**WORK INSTRUCTION**
The answer must be every line of the records below that contains the word "Ordering", copied out.

(Saved data entries)
■ ■ ■ ■ ■

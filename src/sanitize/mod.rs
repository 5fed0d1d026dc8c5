//! Pattern matching and directory pruning
//!
//! - [`matcher`]: glob-or-regex name matching ([`PatternSet`])
//! - [`sanitizer`]: one-level deletion under a [`MatchPolicy`]
//! - [`cleanup`]: keep-lists built from [`CleanupOption`]s

pub mod cleanup;
pub mod matcher;
pub mod sanitizer;

pub use cleanup::{CleanupOption, cleanup_patterns, perform_cleanup};
pub use matcher::{Pattern, PatternSet, split_pattern_list};
pub use sanitizer::{MatchPolicy, SanitizeReport, sanitize};
impl<R: Send + 'static> ChannelTable<R> {
    pub fn new(system: &ImpSystem) -> Self {
        let context = system.context().clone();
        let inner = TableInner {
            groups: Mutex::new(vec![None; context.config.max_channel_groups]),
            channels: Mutex::new((0..context.config.max_channels).map(|_| None).collect()),
            system: context,
        };
        Self {
            inner: Arc::new(inner),
        }
    }

    fn channel(&self, channel: usize) -> Result<Arc<Channel<R>>> {
        self.inner
            .channels
            .lock()
            .get(channel)
            .ok_or_else(|| Error::InvalidAddress(format!("channel {channel}")))?
            .clone()
            .ok_or_else(|| Error::NotFound(format!("channel {channel}")))
    }

    fn check_group(&self, group: usize) -> Result<()> {
        if group < self.inner.groups.lock().len() {
            Ok(())
        } else {
            Err(Error::InvalidAddress(format!("group {group}")))
        }
    }

    /// Returns the group's module, creating and registering it if needed.
    /// `exclusive` turns an existing group into [`Error::AlreadyExists`].
    fn ensure_group(&self, group: usize, exclusive: bool) -> Result<Arc<Module>> {
        let mut groups = self.inner.groups.lock();
        let slot = groups
            .get_mut(group)
            .ok_or_else(|| Error::InvalidAddress(format!("group {group}")))?;
        if let Some(module) = slot.as_ref() {
            return if exclusive {
                Err(Error::AlreadyExists(format!("group {group}")))
            } else {
                Ok(module.clone())
            };
        }
        let ops: Arc<dyn ModuleOps> = Arc::new(GroupDispatch {
            table: Arc::downgrade(&self.inner),
            group,
        });
        let registry = &self.inner.system.registry;
        let module = registry.allocate("ivs", Some(ops));
        registry.register(DeviceKind::IVS, group, &module)?;
        *slot = Some(module.clone());
        info!(group, "Group created.");
        Ok(module)
    }

    /// Creates analysis group `group`.
    ///
    /// # Errors
    ///
    /// - [`Error::InvalidAddress`] if `group` is out of range
    /// - [`Error::AlreadyExists`] if the group exists, or another module
    ///   occupies its registry slot
    pub fn create_group(&self, group: usize) -> Result<()> {
        self.ensure_group(group, true).map(|_| ())
    }

    /// Destroys analysis group `group`, unbinding it from its producer.
    ///
    /// # Errors
    ///
    /// - [`Error::NotFound`] if the group does not exist
    /// - [`Error::InvalidArg`] if channels are still registered to it
    pub fn destroy_group(&self, group: usize) -> Result<()> {
        let mut groups = self.inner.groups.lock();
        let slot = groups
            .get_mut(group)
            .ok_or_else(|| Error::InvalidAddress(format!("group {group}")))?;
        if slot.is_none() {
            return Err(Error::NotFound(format!("group {group}")));
        }
        let registered = self
            .inner
            .channels
            .lock()
            .iter()
            .flatten()
            .filter(|chn| *chn.group.lock() == Some(group))
            .count();
        if registered > 0 {
            return Err(Error::InvalidArg(format!(
                "group {group} still has {registered} registered channel(s)"
            )));
        }
        let Some(module) = slot.take() else {
            return Err(Error::NotFound(format!("group {group}")));
        };
        drop(groups);

        let registry = &self.inner.system.registry;
        if let Some(producer) = registry.lookup(DeviceKind::FRAME_SOURCE, group) {
            while producer.is_bound_to(&module) {
                producer.detach_observer(&module)?;
            }
        }
        if registry
            .lookup(DeviceKind::IVS, group)
            .is_some_and(|current| Arc::ptr_eq(&current, &module))
        {
            registry.unregister(DeviceKind::IVS, group)?;
        }
        info!(group, "Group destroyed.");
        Ok(())
    }

    /// Module of group `group`, if it exists.
    pub fn group_module(&self, group: usize) -> Option<Arc<Module>> {
        self.inner.groups.lock().get(group).cloned().flatten()
    }

    /// Creates channel `channel` around `handler`.
    ///
    /// The handler's `init` runs first, then the worker starts. If either
    /// fails, everything acquired so far is released and the channel does not
    /// exist.
    ///
    /// # Errors
    ///
    /// - [`Error::InvalidAddress`] if `channel` is out of range
    /// - [`Error::AlreadyExists`] if the channel exists
    /// - [`Error::HandlerFailure`] if `init` fails
    /// - [`Error::Other`] if the worker thread cannot be started
    pub fn create<H>(&self, channel: usize, handler: H) -> Result<()>
    where
        H: ChannelHandler<Output = R> + 'static,
    {
        self.create_boxed(channel, Box::new(handler))
    }

    /// Like [`Self::create`] for an already boxed handler.
    pub fn create_boxed(&self, channel: usize, mut handler: BoxedHandler<R>) -> Result<()> {
        let mut channels = self.inner.channels.lock();
        let slot = channels
            .get_mut(channel)
            .ok_or_else(|| Error::InvalidAddress(format!("channel {channel}")))?;
        if slot.is_some() {
            return Err(Error::AlreadyExists(format!("channel {channel}")));
        }

        handler.init().map_err(|e| Error::handler("init", e))?;
        let idle = self.inner.system.config.worker_idle_interval();
        let worker = match Worker::spawn(channel, idle) {
            Ok(worker) => worker,
            Err(e) => {
                handler.exit();
                return Err(e);
            }
        };

        *slot = Some(Arc::new(Channel {
            id: channel,
            group: Mutex::new(None),
            running: AtomicBool::new(false),
            handler: Mutex::new(handler),
            results: Semaphore::new(0),
            worker: Mutex::new(Some(worker)),
        }));
        info!(channel, "Channel created.");
        Ok(())
    }

    /// Destroys channel `channel`.
    ///
    /// The channel is stopped and unregistered, its worker is cancelled and
    /// joined, and only then does the handler's `exit` run. A frame being
    /// processed when this is called finishes first.
    pub fn destroy(&self, channel: usize) -> Result<()> {
        let chn = self
            .inner
            .channels
            .lock()
            .get_mut(channel)
            .ok_or_else(|| Error::InvalidAddress(format!("channel {channel}")))?
            .take()
            .ok_or_else(|| Error::NotFound(format!("channel {channel}")))?;
        chn.shut_down()?;
        info!(channel, "Channel destroyed.");
        Ok(())
    }

    /// Registers `channel` to `group`, creating the group and its producer
    /// module if they do not exist yet and binding the producer to the group.
    ///
    /// Registering to the group the channel is already in is a no-op.
    ///
    /// # Errors
    ///
    /// - [`Error::InvalidAddress`] if `group` or `channel` is out of range
    /// - [`Error::NotFound`] if the channel does not exist
    /// - [`Error::AlreadyExists`] if the channel is registered to another group
    /// - any error from binding the producer to the group
    pub fn register(&self, group: usize, channel: usize) -> Result<()> {
        self.check_group(group)?;
        let chn = self.channel(channel)?;
        let already = |current: Option<usize>| match current {
            Some(g) if g == group => Ok(true),
            Some(g) => Err(Error::AlreadyExists(format!(
                "channel {channel} is registered to group {g}"
            ))),
            None => Ok(false),
        };
        if already(*chn.group.lock())? {
            return Ok(());
        }

        self.ensure_group(group, false)?;
        let registry = &self.inner.system.registry;
        registry.ensure(DeviceKind::FRAME_SOURCE, group, "framesource", None)?;
        registry.bind_if_needed(
            Cell::new(DeviceKind::FRAME_SOURCE, group, 0),
            Cell::new(DeviceKind::IVS, group, 0),
        )?;

        let groups = self.inner.groups.lock();
        if groups.get(group).is_none_or(Option::is_none) {
            return Err(Error::NotFound(format!("group {group}")));
        }
        let mut current = chn.group.lock();
        if already(*current)? {
            return Ok(());
        }
        *current = Some(group);
        info!(group, channel, "Channel registered.");
        Ok(())
    }

    /// Detaches `channel` from its group. The worker keeps running.
    ///
    /// # Errors
    ///
    /// Returns [`Error::NotFound`] if the channel does not exist or is not
    /// registered.
    pub fn unregister(&self, channel: usize) -> Result<()> {
        let chn = self.channel(channel)?;
        let group = chn
            .group
            .lock()
            .take()
            .ok_or_else(|| Error::NotFound(format!("channel {channel} is not registered")))?;
        info!(group, channel, "Channel unregistered.");
        Ok(())
    }

    /// Group `channel` is registered to, if any.
    pub fn group_of(&self, channel: usize) -> Result<Option<usize>> {
        Ok(*self.channel(channel)?.group.lock())
    }

    /// Starts processing delivered frames.
    pub fn start(&self, channel: usize) -> Result<()> {
        let chn = self.channel(channel)?;
        if !chn.running.swap(true, Ordering::AcqRel) {
            info!(channel, "Channel started.");
        }
        Ok(())
    }

    /// Stops processing and discards buffered partial results.
    ///
    /// # Errors
    ///
    /// Returns [`Error::HandlerFailure`] if the handler's flush fails; the
    /// channel is stopped regardless.
    pub fn stop(&self, channel: usize) -> Result<()> {
        let chn = self.channel(channel)?;
        chn.running.store(false, Ordering::Release);
        chn.handler
            .lock()
            .flush()
            .map_err(|e| Error::handler("flush", e))?;
        info!(channel, "Channel stopped.");
        Ok(())
    }

    pub fn is_running(&self, channel: usize) -> Result<bool> {
        Ok(self.channel(channel)?.running.load(Ordering::Acquire))
    }

    /// Waits for a processed frame.
    ///
    /// `wait` accepts a [`WaitMode`] or the millisecond convention of
    /// [`WaitMode::from_millis`]: `0` checks once, negative blocks
    /// indefinitely, positive blocks at most that long. Each success consumes
    /// one processed frame.
    ///
    /// # Errors
    ///
    /// - [`Error::Timeout`] if no result became ready in time
    /// - [`Error::NotFound`] if the channel does not exist or is destroyed
    ///   while waiting
    pub fn poll_result(&self, channel: usize, wait: impl Into<WaitMode>) -> Result<()> {
        let chn = self.channel(channel)?;
        chn.results.wait(wait.into()).map_err(|e| match e {
            Error::Timeout => e,
            _ => Error::NotFound(format!("channel {channel}")),
        })
    }

    /// Results processed but not yet polled.
    pub fn pending_results(&self, channel: usize) -> Result<usize> {
        Ok(self.channel(channel)?.results.available())
    }

    /// Fetches the latest result. Call after a successful [`Self::poll_result`].
    pub fn get_result(&self, channel: usize) -> Result<R> {
        let chn = self.channel(channel)?;
        let mut handler = chn.handler.lock();
        handler
            .get_result()
            .map_err(|e| Error::handler("get_result", e))
    }

    /// Hands a result from [`Self::get_result`] back to the handler.
    pub fn release_result(&self, channel: usize, result: R) -> Result<()> {
        let chn = self.channel(channel)?;
        let mut handler = chn.handler.lock();
        handler
            .release_result(result)
            .map_err(|e| Error::handler("release_result", e))
    }
}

■ ■ ■ ■ ■

**RESPONSE**
        if !chn.running.swap(true, Ordering::AcqRel) {
        chn.running.store(false, Ordering::Release);
        Ok(self.channel(channel)?.running.load(Ordering::Acquire))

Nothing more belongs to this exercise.